+++ Entries shown +++
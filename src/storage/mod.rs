// Copyright 2025 coScene
//
// Licensed under the Apache License, Version 2.0 (the "License");
// you may not use this file except in compliance with the License.
// You may obtain a copy of the License at
//
//     http://www.apache.org/licenses/LICENSE-2.0
//
// Unless required by applicable law or agreed to in writing, software
// distributed under the License is distributed on an "AS IS" BASIS,
// WITHOUT WARRANTIES OR CONDITIONS OF ANY KIND, either express or implied.
// See the License for the specific language governing permissions and
// limitations under the License.

// Durable store module
//
// One SQLite file per (device, calendar month), each holding the raw and
// pollutant record sets. Records are append-only; the only mutation is the
// one-way `acknowledged` flag set inside a resend batch.

pub mod durable;
pub mod error;
pub mod period;
pub mod recovery;
pub mod store_file;

pub use durable::{DurableStore, FileOpener, StoreSettings};
pub use error::StorageError;
pub use period::{Clock, StorePeriod, SystemClock};
pub use recovery::{DisabledRepair, FsckRepair, MediumRepair};
pub use store_file::{MeasurementRecord, ScanBatch, StoreFile};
+++
## Your assignment:
Nothing but the lines from the one containing "the License at" to the last line of the listing above belongs in the answer; restate each word for word.

## Expected output:
// You may obtain a copy of the License at
//
//     http://www.apache.org/licenses/LICENSE-2.0
//
// Unless required by applicable law or agreed to in writing, software
// distributed under the License is distributed on an "AS IS" BASIS,
// WITHOUT WARRANTIES OR CONDITIONS OF ANY KIND, either express or implied.
// See the License for the specific language governing permissions and
// limitations under the License.

// Durable store module
//
// One SQLite file per (device, calendar month), each holding the raw and
// pollutant record sets. Records are append-only; the only mutation is the
// one-way `acknowledged` flag set inside a resend batch.

pub mod durable;
pub mod error;
pub mod period;
pub mod recovery;
pub mod store_file;

pub use durable::{DurableStore, FileOpener, StoreSettings};
pub use error::StorageError;
pub use period::{Clock, StorePeriod, SystemClock};
pub use recovery::{DisabledRepair, FsckRepair, MediumRepair};
pub use store_file::{MeasurementRecord, ScanBatch, StoreFile};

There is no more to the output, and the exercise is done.